First note on “Pride of Place: The Making of Contemporary Art in New Orleans”: Some collectors’ collections I’ve seen in museums were startling in the number of inessential pieces by essential artists, but the exhibition of pieces donated to the New Orleans Museum of Art by gallery owner Arthur Roger represents the included artists well. If the only Willie Birch piece you see is his “An American Family,” you’ve got a good idea of what Birch is about. You know the Robert Gordy is representative because NOMA’s Great Hall features other works by him, and Ida Kohlmeyer’s “Synthesis BB” presents the shapes, colors and patterns that she would juggle and juxtapose until her death in 1997.

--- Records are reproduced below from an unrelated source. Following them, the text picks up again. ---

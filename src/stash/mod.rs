//! # Stashes
//!
//! Typed repositories over one document partition.
//!
//! A stash turns domain questions ("requests submitted by this key",
//! "requests with this status") into `QueryKeys` and hands them to the
//! partition. Partition errors are returned unchanged; an empty match is
//! `Ok(vec![])`.

pub mod request;

use std::sync::Arc;

use crate::credentials::VerifyKey;
use crate::store::{
    AccessPolicy, Document, DocumentStorePartition, InMemoryPartition, QueryKeys, StoreResult, Uid,
};

pub use request::{Request, RequestStash, RequestStatus, RequestStatusError};

/// Repository over a partition of `T`
pub struct Stash<T: Document> {
    partition: Arc<dyn DocumentStorePartition<T>>,
}

impl<T: Document> Clone for Stash<T> {
    fn clone(&self) -> Self {
        Self {
            partition: Arc::clone(&self.partition),
        }
    }
}

impl<T: Document> Stash<T> {
    pub fn new(partition: Arc<dyn DocumentStorePartition<T>>) -> Self {
        Self { partition }
    }

    /// Stash over a fresh in-memory partition named after `T::KIND`
    pub fn in_memory(policy: AccessPolicy) -> Self {
        Self::new(Arc::new(InMemoryPartition::<T>::for_document(policy)))
    }

    pub fn partition(&self) -> &Arc<dyn DocumentStorePartition<T>> {
        &self.partition
    }

    /// Store `obj`, replacing any document it collides with on a unique key.
    ///
    /// Never fails with `DuplicateKey`.
    pub fn set(&self, credentials: &VerifyKey, obj: T) -> StoreResult<T> {
        self.partition.replace(credentials, obj)
    }

    pub fn get_by_uid(&self, credentials: &VerifyKey, uid: &Uid) -> StoreResult<Option<T>> {
        self.partition.get(credentials, uid)
    }

    pub fn delete_by_uid(&self, credentials: &VerifyKey, uid: &Uid) -> StoreResult<()> {
        self.partition.delete(credentials, uid)
    }

    pub fn get_all(&self, credentials: &VerifyKey) -> StoreResult<Vec<T>> {
        self.partition.get_all(credentials)
    }

    pub fn query_all(&self, credentials: &VerifyKey, qks: &QueryKeys) -> StoreResult<Vec<T>> {
        self.partition.query_all(credentials, qks)
    }

    pub fn query_one(&self, credentials: &VerifyKey, qks: &QueryKeys) -> StoreResult<Option<T>> {
        self.partition.query_one(credentials, qks)
    }

    /// Matches for `qks`, kept only where `predicate` holds
    pub fn find_all<F>(&self, credentials: &VerifyKey, qks: &QueryKeys, predicate: F) -> StoreResult<Vec<T>>
    where
        F: Fn(&T) -> bool,
    {
        Ok(self
            .query_all(credentials, qks)?
            .into_iter()
            .filter(|obj| predicate(obj))
            .collect())
    }
}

Second note on “Pride of Place,” which will remain on display until September 3: It’s best thought of as a mixtape. The one voice that runs through the show is Roger’s, and you can see how 90-plus percent of the works in the show could live in the same collection. There are features—George Dureau’s photos make a few appearances, as do pieces by John Waters—and the whole is livelier than its concept. Some pieces feel like New Orleans’ greatest art hits—Gene Koss and Lin Emery sculptures, for instance—but there’s also a small, surprisingly provocative neon Star of David sign by Keith Sonnier hung on the wall. The Gordy headshot is unusual in its roundness, and my daughter thought it looked like the black and white photo of Andy Warhol by Greg Gorman next to it minus Andy’s ‘80s spiky-haired wig. On one wall, Simon Gunning’s “The Red Barge and the Yellow House” gives us Hurricane Katrina’s destruction as devastation. On another, Michael Wilmon’s “The Great Katrina Flood, 2006-7” presents post-K New Orleans as dark comedy enacted by Dia de los Muertos skeletons, and it’s not clear which is more powerful.

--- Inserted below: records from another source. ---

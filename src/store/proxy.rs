//! Proxy datasets
//!
//! A `ProxyDataset` stands in for an asset whose bytes live in blob storage.
//! The object sits in the bucket named after the owning node and under the
//! key `<dataset>/<asset>`.

use serde::{Deserialize, Serialize};

use super::blob::{BlobResult, BlobStore};
use super::uid::Uid;

/// Reference to an asset held in blob storage
#[derive(Debug, Clone, PartialEq, Eq, Serialize, Deserialize)]
pub struct ProxyDataset {
    pub asset_name: String,
    pub dataset_name: String,
    pub shape: Vec<usize>,
    pub dtype: String,
    pub fqn: String,
    pub node_id: Uid,
    /// Last presigned URL, empty until one is generated
    #[serde(default)]
    pub url: String,
}

impl ProxyDataset {
    pub fn new(
        asset_name: impl Into<String>,
        dataset_name: impl Into<String>,
        shape: Vec<usize>,
        dtype: impl Into<String>,
        fqn: impl Into<String>,
        node_id: Uid,
    ) -> Self {
        Self {
            asset_name: asset_name.into(),
            dataset_name: dataset_name.into(),
            shape,
            dtype: dtype.into(),
            fqn: fqn.into(),
            node_id,
            url: String::new(),
        }
    }

    /// Object key, `<dataset>/<asset>`
    pub fn name(&self) -> String {
        format!("{}/{}", self.dataset_name, self.asset_name)
    }

    pub fn data_fully_qualified_name(&self) -> &str {
        &self.fqn
    }

    /// Bucket holding the object
    pub fn bucket(&self) -> String {
        self.node_id.no_dash()
    }

    /// Read the object's bytes
    pub fn fetch(&self, store: &dyn BlobStore) -> BlobResult<Vec<u8>> {
        store.get(&self.bucket(), &self.name()).inspect_err(|e| {
            tracing::warn!(dataset = %self.name(), error = %e, "Failed to get data from proxy object");
        })
    }

    /// Presign a download URL and store it in `url`.
    ///
    /// A public URL serves the same path under `/blob`.
    pub fn generate_presigned_url(
        &mut self,
        store: &dyn BlobStore,
        expires_in: i64,
        public_url: bool,
    ) -> BlobResult<&str> {
        let presigned = store.presign(&self.bucket(), &self.name(), expires_in)?;
        self.url = if public_url {
            presigned.to_public_url()
        } else {
            presigned.to_url()
        };
        Ok(&self.url)
    }
}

Some pieces reflect tastes that surprise. Roger’s affection for John Waters’ work, for example, seems generous to be charitable; a blind spot to be less so. Waters’ multimedia pieces are wickedly funny, but once you get the joke, they’re done. One collects screen shots of famous moments from movies with the key line added as a subtitle in Pig Latin. Under the wintry mouth of Orson Welles in Citizen Kane, a caption reads, “Osebud-Ray.” Funny, but the piece isn’t so visually dynamic that you have a reason to return to it and see if there isn’t more to unpack. On the other hand, “Untitled (Ark)” by Radcliffe Bailey is deceptively rich with possibilities as a simple sailing ship is rendered black with sparkles, which makes associations with the slave trade inescapable, along with what slave ships represented and to whom. The sculpture’s simplicity also brings to mind Culture’s “Black Starliner Must Come” and the Afrofuturist visions of ships—sailing, space, and otherwise—that will facilitate African Americans’ escape from bondage culture.

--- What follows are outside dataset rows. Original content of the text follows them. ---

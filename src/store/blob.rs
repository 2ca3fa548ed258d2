//! # Blob Storage
//!
//! Bucketed object storage with time-limited presigned URLs.
//!
//! Signatures are `SHA-256(secret || bucket/key/expiry)` encoded as URL-safe
//! base64 without padding. Presigning does not check that the object exists.

use std::collections::{BTreeMap, HashMap};

use base64::{engine::general_purpose::URL_SAFE_NO_PAD, Engine as _};
use chrono::{DateTime, Duration, Utc};
use parking_lot::RwLock;
use sha2::{Digest, Sha256};
use subtle::ConstantTimeEq;
use thiserror::Error;

/// Result type for blob operations
pub type BlobResult<T> = Result<T, BlobError>;

/// Blob storage errors
#[derive(Debug, Clone, PartialEq, Eq, Error)]
pub enum BlobError {
    #[error("Bucket not found: {0}")]
    BucketNotFound(String),

    #[error("Object not found: {bucket}/{key}")]
    ObjectNotFound { bucket: String, key: String },

    #[error("URL expired")]
    UrlExpired,

    #[error("Invalid signature")]
    InvalidSignature,

    #[error("Invalid expiry: {0} seconds")]
    InvalidExpiry(i64),
}

/// Object storage contract
pub trait BlobStore: Send + Sync + std::fmt::Debug {
    /// Read an object
    fn get(&self, bucket: &str, key: &str) -> BlobResult<Vec<u8>>;

    /// Write an object, creating the bucket if needed
    fn put(&self, bucket: &str, key: &str, data: &[u8]) -> BlobResult<()>;

    /// Presign a GET for `expires_in` seconds
    fn presign(&self, bucket: &str, key: &str, expires_in: i64) -> BlobResult<PresignedUrl>;
}

/// A presigned object URL
#[derive(Debug, Clone, PartialEq, Eq)]
pub struct PresignedUrl {
    pub base_url: String,
    pub bucket: String,
    pub key: String,
    pub expires_at: DateTime<Utc>,
    pub signature: String,
}

impl PresignedUrl {
    /// Path component, `/<bucket>/<key>`
    pub fn path(&self) -> String {
        format!("/{}/{}", self.bucket, self.key)
    }

    fn query(&self) -> String {
        format!(
            "signature={}&expires={}",
            self.signature,
            self.expires_at.timestamp()
        )
    }

    /// Full URL on the store's own host
    pub fn to_url(&self) -> String {
        format!("{}{}?{}", self.base_url, self.path(), self.query())
    }

    /// Full URL with the path served under `/blob`
    pub fn to_public_url(&self) -> String {
        format!("{}/blob{}?{}", self.base_url, self.path(), self.query())
    }
}

/// In-process blob store
#[derive(Debug)]
pub struct InMemoryBlobStore {
    base_url: String,
    secret: Vec<u8>,
    buckets: RwLock<HashMap<String, BTreeMap<String, Vec<u8>>>>,
}

impl InMemoryBlobStore {
    pub fn new(base_url: impl Into<String>, secret: &[u8]) -> Self {
        Self {
            base_url: base_url.into().trim_end_matches('/').to_string(),
            secret: secret.to_vec(),
            buckets: RwLock::new(HashMap::new()),
        }
    }

    pub fn base_url(&self) -> &str {
        &self.base_url
    }

    /// Check a presigned URL against the clock and this store's secret
    pub fn verify(&self, url: &PresignedUrl) -> BlobResult<()> {
        if Utc::now() > url.expires_at {
            return Err(BlobError::UrlExpired);
        }

        let expected = self.sign(&url.bucket, &url.key, url.expires_at);
        if !bool::from(expected.as_bytes().ct_eq(url.signature.as_bytes())) {
            return Err(BlobError::InvalidSignature);
        }

        Ok(())
    }

    fn sign(&self, bucket: &str, key: &str, expires_at: DateTime<Utc>) -> String {
        let message = format!("{}/{}/{}", bucket, key, expires_at.timestamp());
        let mut hasher = Sha256::new();
        hasher.update(&self.secret);
        hasher.update(message.as_bytes());
        URL_SAFE_NO_PAD.encode(hasher.finalize())
    }
}

impl BlobStore for InMemoryBlobStore {
    fn get(&self, bucket: &str, key: &str) -> BlobResult<Vec<u8>> {
        let buckets = self.buckets.read();
        let objects = buckets
            .get(bucket)
            .ok_or_else(|| BlobError::BucketNotFound(bucket.to_string()))?;
        objects
            .get(key)
            .cloned()
            .ok_or_else(|| BlobError::ObjectNotFound {
                bucket: bucket.to_string(),
                key: key.to_string(),
            })
    }

    fn put(&self, bucket: &str, key: &str, data: &[u8]) -> BlobResult<()> {
        self.buckets
            .write()
            .entry(bucket.to_string())
            .or_default()
            .insert(key.to_string(), data.to_vec());
        Ok(())
    }

    fn presign(&self, bucket: &str, key: &str, expires_in: i64) -> BlobResult<PresignedUrl> {
        if expires_in <= 0 {
            return Err(BlobError::InvalidExpiry(expires_in));
        }

        let expires_at = Utc::now() + Duration::seconds(expires_in);
        Ok(PresignedUrl {
            base_url: self.base_url.clone(),
            bucket: bucket.to_string(),
            key: key.to_string(),
            expires_at,
            signature: self.sign(bucket, key, expires_at),
        })
    }
}
//! # Service Roles
//!
//! Authorization tiers encoded as additive role levels.
//!
//! ## Encoding
//!
//! Every role carries a weight. The non-zero weights form a superincreasing
//! sequence (each weight exceeds the sum of all smaller ones), so a level
//! built by adding distinct role weights decomposes back into exactly the
//! roles that produced it.
//!
//! ## Invariants
//! - `decompose(sum_weights(S)) == S` for every set `S` of distinct non-zero roles
//! - Decomposition output is ordered by weight, heaviest first
//! - Role weights and capability bits are never mixed arithmetically

mod capability;
mod role;

pub use capability::ServiceRoleCapability;
pub use role::{
    capabilities_for_level, decompose, sum_weights, RoleError, ServiceRole, ADMIN_ROLE_LEVEL,
    DATA_OWNER_ROLE_LEVEL, DATA_SCIENTIST_ROLE_LEVEL, GUEST_ROLE_LEVEL,
};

Third note on “Pride of Place”: The show is unified by an inclusiveness that reads as natural. The artists and the figures depicted in the show cross ethnic, gender and sexual spectrums, but no selection seems obligatory, nor does anything appear to be included solely for its message. Many have clear political points of view including “The Vanity Table” by James Drake, which presents a number of erect guns on a table, but the composition stands on its own as well. Similarly, the show’s subtitle may be “The Making of Contemporary Art in New Orleans,” but the selections aren’t dogmatically local. In addition to John Waters, “Pride of Place” includes a Robert Mapplethorpe photo and a riff on Andy Warhol by San Antonio’s Deborah Kass that is itself an unassuming but dense way to start the show as the photo’s play with identity, feminism, and art history is rich and satisfying fun to think through.
That unforced quality is consistent with my experiences with Arthur Roger (including this interview), but my wife came away with the same vibe without having met him. As a result, “Pride of Place” makes a strong argument for the quality of art to come out of New Orleans (for the most part) in the past 40 years and for Roger as one of the figures who helped it find an audience.